The number of cases in Manitoba stemming from that variant and others associated with the same strain — B.1617, B.1.617.1, and B.1.617.3 — jumped from 18 on Saturday to 83 on Tuesday. The delta variant alone went from seven cases to 61.
Reimer said she is not sure yet if those variants will require boosters beyond the second doses. As of now, it appears two doses protect against all variants, though possibly less against delta.
To spur more people to get vaccines, Manitoba has started offering incentives and privileges.
On Wednesday, Premier Brian Pallister, alongside Manitoba Liquor & Lotteries president and CEO Manny Atwal, announced nearly $2 million in lottery prizes for people who get vaccinated.
Pallister was asked what he has to say to those the lottery overlooks, such as people who would like to get a vaccine but can't due to certain health issues.
"There's very, very few of those people, I'm told," he said.
Earlier this month, Reimer said governments need to be cautious about financial incentives.

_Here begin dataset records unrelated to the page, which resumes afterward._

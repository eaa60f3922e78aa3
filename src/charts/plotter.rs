//! Chart Plotter Module
//! Draws the dashboard views as interactive egui_plot charts.

use crate::data::GeoPoint;
use crate::stats::{month_label, CategoryCount, DailyOrdersView, MonthlyBucketView, ReviewScoreBin};
use chrono::{Duration, NaiveDate};
use egui::{Color32, RichText, TextureHandle};
use egui_plot::{Bar, BarChart, Line, Plot, PlotImage, PlotPoint, PlotPoints, Points};

pub const SKY_BLUE: Color32 = Color32::from_rgb(135, 206, 235);
pub const MAROON: Color32 = Color32::from_rgb(128, 0, 0);

/// Viridis samples, one per top-category bar.
pub const VIRIDIS: [Color32; 10] = [
    Color32::from_rgb(68, 1, 84),
    Color32::from_rgb(72, 40, 120),
    Color32::from_rgb(62, 74, 137),
    Color32::from_rgb(49, 104, 142),
    Color32::from_rgb(38, 130, 142),
    Color32::from_rgb(31, 158, 137),
    Color32::from_rgb(53, 183, 121),
    Color32::from_rgb(109, 205, 89),
    Color32::from_rgb(180, 222, 44),
    Color32::from_rgb(253, 231, 37),
];

const CHART_HEIGHT: f32 = 280.0;

/// Daily rows as `[day offset from first row, order count]`.
pub fn daily_points(daily: &[DailyOrdersView]) -> Vec<[f64; 2]> {
    let Some(first) = daily.first() else {
        return Vec::new();
    };
    daily
        .iter()
        .map(|d| [(d.date - first.date).num_days() as f64, d.order_count as f64])
        .collect()
}

/// Monthly rows as `[month number, metric]`, skipping months without the metric.
pub fn month_points(
    months: &[MonthlyBucketView],
    metric: impl Fn(&MonthlyBucketView) -> Option<f64>,
) -> Vec<[f64; 2]> {
    months
        .iter()
        .filter_map(|m| metric(m).map(|v| [m.month as f64, v]))
        .collect()
}

/// Three-letter month label for integer grid marks, blank otherwise.
pub(crate) fn month_tick(value: f64) -> String {
    let rounded = value.round();
    if (value - rounded).abs() > 1e-6 || !(1.0..=12.0).contains(&rounded) {
        return String::new();
    }
    month_label(rounded as u32).chars().take(3).collect()
}

/// Date label for a day-offset grid mark. Blank for fractional marks and for
/// offsets outside chrono's date range, which zooming far out produces.
pub(crate) fn day_tick(first_date: NaiveDate, value: f64) -> String {
    if value < 0.0 || value.fract().abs() > 1e-6 || value > i64::MAX as f64 {
        return String::new();
    }
    Duration::try_days(value as i64)
        .and_then(|offset| first_date.checked_add_signed(offset))
        .map(|date| date.format("%Y-%m-%d").to_string())
        .unwrap_or_default()
}

/// Creates the dashboard charts using egui_plot.
pub struct ChartPlotter;

impl ChartPlotter {
    /// Draw the daily orders table (date, order count, revenue)
    pub fn draw_daily_orders_table(ui: &mut egui::Ui, daily: &[DailyOrdersView]) {
        egui::Frame::none()
            .fill(ui.visuals().widgets.noninteractive.bg_fill)
            .rounding(5.0)
            .inner_margin(8.0)
            .show(ui, |ui| {
                egui::ScrollArea::vertical()
                    .id_salt("daily_orders_table")
                    .max_height(220.0)
                    .show(ui, |ui| {
                        egui::Grid::new("daily_orders_grid")
                            .striped(true)
                            .min_col_width(90.0)
                            .spacing([12.0, 4.0])
                            .show(ui, |ui| {
                                ui.label(RichText::new("Date").strong().size(12.0));
                                ui.label(RichText::new("Order Count").strong().size(12.0));
                                ui.label(RichText::new("Revenue").strong().size(12.0));
                                ui.end_row();

                                for row in daily {
                                    ui.label(row.date.format("%Y-%m-%d").to_string());
                                    ui.label(row.order_count.to_string());
                                    ui.label(format!("{:.2}", row.revenue));
                                    ui.end_row();
                                }
                            });
                    });
            });
    }

    /// Daily orders trend line
    pub fn draw_daily_orders_chart(ui: &mut egui::Ui, daily: &[DailyOrdersView]) {
        let Some(first_date) = daily.first().map(|d| d.date) else {
            return;
        };
        let points = daily_points(daily);

        Plot::new("daily_orders_trend")
            .height(CHART_HEIGHT)
            .allow_scroll(false)
            .x_axis_label("Date")
            .y_axis_label("Number of Orders")
            .include_y(0.0)
            .x_axis_formatter(move |mark, _range| day_tick(first_date, mark.value))
            .show(ui, |plot_ui| {
                plot_ui.line(
                    Line::new(PlotPoints::from_iter(points.iter().copied()))
                        .color(SKY_BLUE)
                        .width(2.0)
                        .name("Orders"),
                );
                plot_ui.points(
                    Points::new(PlotPoints::from_iter(points.iter().copied()))
                        .radius(3.0)
                        .color(SKY_BLUE),
                );
            });
    }

    /// Transactional activity by month (bar)
    pub fn draw_monthly_transactions_chart(ui: &mut egui::Ui, months: &[MonthlyBucketView]) {
        let bars: Vec<Bar> = months
            .iter()
            .map(|m| {
                Bar::new(m.month as f64, m.transaction_count as f64)
                    .name(m.label)
                    .width(0.7)
            })
            .collect();

        Plot::new("monthly_transactions")
            .height(CHART_HEIGHT)
            .allow_scroll(false)
            .x_axis_label("Month")
            .y_axis_label("Number of Transactions")
            .include_y(0.0)
            .x_axis_formatter(|mark, _range| month_tick(mark.value))
            .show(ui, |plot_ui| {
                plot_ui.bar_chart(BarChart::new(bars).color(SKY_BLUE).name("Transactions"));
            });
    }

    /// Top categories (horizontal bar, best seller on top)
    pub fn draw_top_categories_chart(ui: &mut egui::Ui, categories: &[CategoryCount]) {
        let n = categories.len();
        let labels: Vec<String> = categories.iter().map(|c| c.category.clone()).collect();

        Plot::new("top_categories")
            .height(CHART_HEIGHT + 60.0)
            .allow_scroll(false)
            .x_axis_label("Number of Sales")
            .include_x(0.0)
            .y_axis_formatter(move |mark, _range| {
                let rank = n as f64 - 1.0 - mark.value;
                if rank < 0.0 || rank.fract().abs() > 1e-6 {
                    return String::new();
                }
                labels.get(rank as usize).cloned().unwrap_or_default()
            })
            .show(ui, |plot_ui| {
                for (rank, category) in categories.iter().enumerate() {
                    let bar = Bar::new((n - 1 - rank) as f64, category.count as f64)
                        .name(&category.category)
                        .width(0.75);
                    plot_ui.bar_chart(
                        BarChart::new(vec![bar])
                            .horizontal()
                            .color(VIRIDIS[rank % VIRIDIS.len()]),
                    );
                }
            });
    }

    /// Customer spending over time (mean payment per shipping month)
    pub fn draw_spending_chart(ui: &mut egui::Ui, months: &[MonthlyBucketView]) {
        let points = month_points(months, |m| m.mean_payment_value);
        Self::draw_monthly_line(ui, "spending_trend", "Mean Payment Value", &points, None);
    }

    /// Customer satisfaction over time (mean review per shipping month, fixed 0-5 axis)
    pub fn draw_satisfaction_chart(ui: &mut egui::Ui, months: &[MonthlyBucketView]) {
        let points = month_points(months, |m| m.mean_review_score);
        Self::draw_monthly_line(
            ui,
            "satisfaction_trend",
            "Review Score",
            &points,
            Some((0.0, 5.0)),
        );
    }

    fn draw_monthly_line(
        ui: &mut egui::Ui,
        id: &str,
        y_label: &str,
        points: &[[f64; 2]],
        y_range: Option<(f64, f64)>,
    ) {
        let mut plot = Plot::new(id)
            .height(CHART_HEIGHT)
            .allow_scroll(false)
            .x_axis_label("Month")
            .y_axis_label(y_label)
            .include_x(1.0)
            .include_x(12.0)
            .x_axis_formatter(|mark, _range| month_tick(mark.value));
        if let Some((lo, hi)) = y_range {
            plot = plot.include_y(lo).include_y(hi);
        }

        plot.show(ui, |plot_ui| {
            plot_ui.line(
                Line::new(PlotPoints::from_iter(points.iter().copied()))
                    .color(SKY_BLUE)
                    .width(2.0)
                    .name(y_label),
            );
            plot_ui.points(
                Points::new(PlotPoints::from_iter(points.iter().copied()))
                    .radius(3.5)
                    .color(SKY_BLUE),
            );
        });
    }

    /// Geolocation scatter, optionally over the Brazil map texture
    pub fn draw_geo_chart(
        ui: &mut egui::Ui,
        points: &[GeoPoint],
        map: Option<&TextureHandle>,
        extent: [f64; 4],
    ) {
        let [west, east, south, north] = extent;
        let scatter: Vec<[f64; 2]> = points.iter().map(|p| [p.lng, p.lat]).collect();

        Plot::new("brazil_geolocation")
            .height(CHART_HEIGHT * 2.0)
            .data_aspect(1.0)
            .show_axes(false)
            .show_grid(false)
            .allow_scroll(false)
            .include_x(west)
            .include_x(east)
            .include_y(south)
            .include_y(north)
            .show(ui, |plot_ui| {
                if let Some(texture) = map {
                    plot_ui.image(PlotImage::new(
                        texture,
                        PlotPoint::new((west + east) / 2.0, (south + north) / 2.0),
                        egui::vec2((east - west) as f32, (north - south) as f32),
                    ));
                }
                plot_ui.points(
                    Points::new(PlotPoints::new(scatter))
                        .radius(0.8)
                        .color(Color32::from_rgba_unmultiplied(
                            MAROON.r(),
                            MAROON.g(),
                            MAROON.b(),
                            77,
                        ))
                        .name("Customers"),
                );
            });
    }

    /// Distribution of review scores (1-5)
    pub fn draw_review_distribution_chart(ui: &mut egui::Ui, bins: &[ReviewScoreBin]) {
        let bars: Vec<Bar> = bins
            .iter()
            .map(|b| Bar::new(b.score as f64, b.count as f64).width(0.9))
            .collect();

        Plot::new("review_distribution")
            .height(CHART_HEIGHT)
            .allow_scroll(false)
            .x_axis_label("Review Score")
            .y_axis_label("Count")
            .include_y(0.0)
            .show(ui, |plot_ui| {
                plot_ui.bar_chart(BarChart::new(bars).color(SKY_BLUE).name("Reviews"));
            });
    }
}
//! Ordered-candidate exchange selection
//!
//! Walks the configured candidate list, probes each exchange with one live
//! ticker fetch per configured market, and binds the first that answers.
//! Region-blocked candidates are skipped with a warning distinguishable from
//! ordinary failures, and every skip is recorded for the caller to surface.

use thiserror::Error;
use tracing::{debug, info, warn};

use super::{Candidate, ExchangeBinding, ExchangeError};

/// A candidate that failed its probe, with the classified reason
#[derive(Debug)]
pub struct SkippedCandidate {
    pub name: String,
    pub error: ExchangeError,
}

/// Outcome of a successful selection
pub struct Selection {
    pub binding: ExchangeBinding,
    /// Candidates that were tried and skipped before the binding, in order
    pub skipped: Vec<SkippedCandidate>,
}

#[derive(Debug, Error)]
pub enum SelectionError {
    #[error("all {} exchange candidates failed", .skipped.len())]
    Exhausted { skipped: Vec<SkippedCandidate> },
}

/// Try candidates in order and bind the first fully working one
pub async fn select_exchange(candidates: &[Candidate]) -> Result<Selection, SelectionError> {
    let mut skipped = Vec::new();

    for candidate in candidates {
        match probe(candidate).await {
            Ok((spot, futures)) => {
                info!(
                    exchange = %candidate.name,
                    spot,
                    futures = ?futures,
                    "✅ Exchange selected"
                );
                return Ok(Selection {
                    binding: ExchangeBinding::from_candidate(candidate),
                    skipped,
                });
            }
            Err(error) => {
                if error.is_region_block() {
                    warn!(
                        exchange = %candidate.name,
                        "Exchange unavailable from this region, trying next candidate"
                    );
                } else {
                    warn!(
                        exchange = %candidate.name,
                        error = %error,
                        "Exchange probe failed, trying next candidate"
                    );
                }
                skipped.push(SkippedCandidate {
                    name: candidate.name.clone(),
                    error,
                });
            }
        }
    }

    Err(SelectionError::Exhausted { skipped })
}

/// Liveness probe: one spot ticker, plus one futures ticker when configured.
/// Funding is not probed since its unavailability is tolerated per cycle.
async fn probe(candidate: &Candidate) -> Result<(f64, Option<f64>), ExchangeError> {
    let spot = candidate.spot.ticker(&candidate.spot_symbol).await?;
    debug!(exchange = %candidate.name, price = spot, "Spot probe answered");

    let futures = match (&candidate.futures, &candidate.futures_symbol) {
        (Some(api), Some(symbol)) => {
            let price = api.ticker(symbol).await?;
            debug!(exchange = %candidate.name, price, "Futures probe answered");
            Some(price)
        }
        _ => None,
    };

    Ok((spot, futures))
}
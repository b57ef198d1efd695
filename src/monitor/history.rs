//! Bounded rolling history
//!
//! Fixed-capacity FIFO over recent observations. Appending beyond
//! capacity evicts the oldest entry, so the window always holds the
//! latest N values in arrival order.

use std::collections::VecDeque;

/// Entries retained per history window
pub const HISTORY_DEPTH: usize = 5;

#[derive(Debug, Clone)]
pub struct HistoryWindow<T> {
    entries: VecDeque<T>,
    capacity: usize,
}

impl<T> HistoryWindow<T> {
    pub fn new(capacity: usize) -> Self {
        let capacity = capacity.max(1);
        Self {
            entries: VecDeque::with_capacity(capacity),
            capacity,
        }
    }

    /// Append an entry, evicting the oldest when the window is full
    pub fn push(&mut self, entry: T) {
        self.entries.push_back(entry);
        while self.entries.len() > self.capacity {
            self.entries.pop_front();
        }
    }

    pub fn len(&self) -> usize {
        self.entries.len()
    }

    pub fn is_empty(&self) -> bool {
        self.entries.is_empty()
    }

    /// Oldest to newest
    pub fn oldest_first(&self) -> impl Iterator<Item = &T> {
        self.entries.iter()
    }

    /// Newest to oldest
    pub fn newest_first(&self) -> impl Iterator<Item = &T> {
        self.entries.iter().rev()
    }
}

impl<T: Clone> HistoryWindow<T> {
    /// Snapshot of the window, newest entry first
    pub fn to_display_vec(&self) -> Vec<T> {
        self.newest_first().cloned().collect()
    }
}

impl<T> Default for HistoryWindow<T> {
    fn default() -> Self {
        Self::new(HISTORY_DEPTH)
    }
}

#[cfg(test)]
mod tests {
    use super::*;

    #[test]
    fn test_push_evicts_oldest_beyond_capacity() {
        let mut window = HistoryWindow::default();
        for value in 1..=6 {
            window.push(value);
        }

        assert_eq!(window.len(), HISTORY_DEPTH);
        let oldest_first: Vec<i32> = window.oldest_first().copied().collect();
        assert_eq!(oldest_first, vec![2, 3, 4, 5, 6]);
    }

    #[test]
    fn test_newest_first_reverses_arrival_order() {
        let mut window = HistoryWindow::new(3);
        window.push("a");
        window.push("b");
        window.push("c");

        let newest_first: Vec<&str> = window.newest_first().copied().collect();
        assert_eq!(newest_first, vec!["c", "b", "a"]);
        assert_eq!(window.to_display_vec(), vec!["c", "b", "a"]);
    }

    #[test]
    fn test_partial_window_keeps_all_entries() {
        let mut window: HistoryWindow<u64> = HistoryWindow::default();
        assert!(window.is_empty());

        window.push(10);
        window.push(20);

        assert_eq!(window.len(), 2);
        assert_eq!(window.to_display_vec(), vec![20, 10]);
    }

    #[test]
    fn test_zero_capacity_clamps_to_one() {
        let mut window = HistoryWindow::new(0);
        window.push(1);
        window.push(2);

        assert_eq!(window.len(), 1);
        assert_eq!(window.to_display_vec(), vec![2]);
    }
}
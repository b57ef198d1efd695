//! Published cycle state and sinks
//!
//! Every successful cycle produces a fresh [`MonitorSnapshot`] that is
//! handed to each registered sink. Sinks are the only way cycle results
//! leave the driver.

use async_trait::async_trait;
use chrono::{DateTime, Utc};
use serde::{Deserialize, Serialize};
use tokio::sync::broadcast;
use tracing::{error, info, warn};

use crate::types::{FundingBias, FundingObservation, Quote, SpreadState};

/// Complete result of one monitoring cycle
#[derive(Debug, Clone, Serialize, Deserialize)]
pub struct MonitorSnapshot {
    /// Count of published cycles since startup
    pub cycle: u64,
    /// Exchange the cycle was served from
    pub exchange: String,
    /// Prices observed this cycle
    pub quote: Quote,
    /// Funding rate observed this cycle
    pub funding: FundingObservation,
    /// Spread classification, absent on spot-only exchanges
    pub spread_state: Option<SpreadState>,
    /// Funding direction label
    pub funding_bias: FundingBias,
    /// Recent quotes, newest first
    pub quote_history: Vec<Quote>,
    /// Recent resolved funding rates, newest first
    pub funding_history: Vec<FundingObservation>,
    /// When the snapshot was assembled
    pub generated_at: DateTime<Utc>,
}

impl MonitorSnapshot {
    /// Display label for the spread state, "n/a" without a futures leg
    pub fn spread_label(&self) -> String {
        match self.spread_state {
            Some(state) => state.to_string(),
            None => "n/a".to_string(),
        }
    }
}

/// Severity of an out-of-band notice
#[derive(Debug, Clone, Copy, PartialEq, Eq, Serialize, Deserialize)]
#[serde(rename_all = "lowercase")]
pub enum NoticeSeverity {
    Info,
    Warning,
    Error,
}

/// Out-of-band lifecycle message: selections, rebinds, failures
#[derive(Debug, Clone, Serialize, Deserialize)]
pub struct Notice {
    pub severity: NoticeSeverity,
    pub message: String,
    pub timestamp: DateTime<Utc>,
}

impl Notice {
    pub fn info(message: impl Into<String>) -> Self {
        Self::with_severity(NoticeSeverity::Info, message)
    }

    pub fn warning(message: impl Into<String>) -> Self {
        Self::with_severity(NoticeSeverity::Warning, message)
    }

    pub fn error(message: impl Into<String>) -> Self {
        Self::with_severity(NoticeSeverity::Error, message)
    }

    fn with_severity(severity: NoticeSeverity, message: impl Into<String>) -> Self {
        Self {
            severity,
            message: message.into(),
            timestamp: Utc::now(),
        }
    }
}

/// Wire envelope for everything the monitor emits
#[derive(Debug, Clone, Serialize, Deserialize)]
#[serde(tag = "type", content = "data")]
pub enum MonitorEvent {
    Snapshot(MonitorSnapshot),
    Notice(Notice),
}

/// Receiver of cycle results and lifecycle notices
#[async_trait]
pub trait SnapshotSink: Send + Sync {
    async fn on_snapshot(&self, snapshot: &MonitorSnapshot);
    async fn on_notice(&self, notice: &Notice);
}

/// Sink that renders cycles into the structured log
pub struct LogSink;

#[async_trait]
impl SnapshotSink for LogSink {
    async fn on_snapshot(&self, snapshot: &MonitorSnapshot) {
        info!(
            cycle = snapshot.cycle,
            exchange = %snapshot.exchange,
            spot = snapshot.quote.spot_price,
            futures = ?snapshot.quote.futures_price,
            spread = ?snapshot.quote.spread,
            spread_state = %snapshot.spread_label(),
            funding_rate = ?snapshot.funding.funding_rate,
            funding_bias = %snapshot.funding_bias,
            "🎯 Cycle published"
        );

        if snapshot.spread_state.is_some_and(|state| state.is_alert()) {
            warn!(
                exchange = %snapshot.exchange,
                spread = ?snapshot.quote.spread,
                spread_state = %snapshot.spread_label(),
                "⚠️ Spread outside configured band"
            );
        }
    }

    async fn on_notice(&self, notice: &Notice) {
        match notice.severity {
            NoticeSeverity::Info => info!("{}", notice.message),
            NoticeSeverity::Warning => warn!("{}", notice.message),
            NoticeSeverity::Error => error!("{}", notice.message),
        }
    }
}

/// Sink that fans events out to broadcast subscribers as JSON.
///
/// Send errors are ignored: no subscriber just means nobody is
/// listening right now.
#[derive(Clone)]
pub struct BroadcastSink {
    tx: broadcast::Sender<String>,
}

impl BroadcastSink {
    pub fn new(capacity: usize) -> Self {
        let (tx, _) = broadcast::channel(capacity);
        Self { tx }
    }

    pub fn subscribe(&self) -> broadcast::Receiver<String> {
        self.tx.subscribe()
    }

    fn send(&self, event: &MonitorEvent) {
        if let Ok(json) = serde_json::to_string(event) {
            let _ = self.tx.send(json);
        }
    }
}

impl Default for BroadcastSink {
    fn default() -> Self {
        Self::new(100)
    }
}

#[async_trait]
impl SnapshotSink for BroadcastSink {
    async fn on_snapshot(&self, snapshot: &MonitorSnapshot) {
        self.send(&MonitorEvent::Snapshot(snapshot.clone()));
    }

    async fn on_notice(&self, notice: &Notice) {
        self.send(&MonitorEvent::Notice(notice.clone()));
    }
}

#[cfg(test)]
mod tests {
    use super::*;

    fn make_snapshot(exchange: &str, spot: f64, futures: Option<f64>) -> MonitorSnapshot {
        let quote = Quote::new(spot, futures);
        MonitorSnapshot {
            cycle: 1,
            exchange: exchange.to_string(),
            quote: quote.clone(),
            funding: FundingObservation::new(Some(0.0001)),
            spread_state: quote.spread.map(|_| SpreadState::Within),
            funding_bias: FundingBias::LongsPayShorts,
            quote_history: vec![quote],
            funding_history: vec![FundingObservation::new(Some(0.0001))],
            generated_at: Utc::now(),
        }
    }

    #[test]
    fn test_event_wire_format_is_tagged() {
        let event = MonitorEvent::Notice(Notice::warning("rebinding"));
        let json = serde_json::to_string(&event).unwrap();

        assert!(json.contains("\"type\":\"Notice\""));
        assert!(json.contains("\"severity\":\"warning\""));
        assert!(json.contains("rebinding"));
    }

    #[test]
    fn test_spread_label_without_futures_leg() {
        let snapshot = make_snapshot("coinbase", 61_000.0, None);
        assert_eq!(snapshot.spread_label(), "n/a");

        let snapshot = make_snapshot("binance", 61_000.0, Some(61_010.0));
        assert_eq!(snapshot.spread_label(), "WITHIN");
    }

    #[tokio::test]
    async fn test_broadcast_reaches_subscriber() {
        let sink = BroadcastSink::new(8);
        let mut rx = sink.subscribe();

        sink.on_snapshot(&make_snapshot("binance", 61_000.0, Some(61_010.0)))
            .await;

        let json = rx.recv().await.unwrap();
        assert!(json.contains("\"type\":\"Snapshot\""));
        assert!(json.contains("binance"));
    }

    #[tokio::test]
    async fn test_broadcast_without_subscribers_is_quiet() {
        let sink = BroadcastSink::default();
        sink.on_notice(&Notice::info("exchange selected")).await;
    }
}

If done the wrong way, they can be seen negatively by people already suspicious of the vaccine or the government's intent, she said.
Officials have spent a lot of time looking at the science behind incentives, financial and otherwise, and found the worst thing that can be done is to give cash to people who get a shot.
That's when people start to feel there is something being hidden, Reimer said.
But there wasn't the same effect when it came to a lottery, she said.
WATCH | Reimer says lotteries less likely to be seen as suspicious than cash incentives:
"Lotteries tend to bring about more of a sense of celebration and excitement," she said, and if that helps convince someone who was otherwise hesitant, then she supports it.
However, Reimer said her team will watch it closely because human behaviour can change from place to place and time to time.
"So even our best research on human behaviour might not predict how Manitobans respond here," she said.
"What we want is to use every tool we have to encourage Manitobans to get vaccinated. The task force's goal is to help Manitobans be healthy. We don't want to see any more deaths."
On Tuesday, Pallister also announced the implementation of immunization cards for fully vaccinated people two weeks after they've received their second dose.
It will permit them to travel within Canada without having to self-isolate for two weeks upon their return to Manitoba.
The province is also attempting to reach out to those who are vaccine hesitant or for whom travel to vaccine supersites has been a barrier to immunization.
Mobile outreach vans, house calls and community-hosted clinics are being launched while $1 million has been made available for grants.
Organizations can access up to $20,000 each if they can prove they have the ability to reach vaccine hesitant people and increase uptake.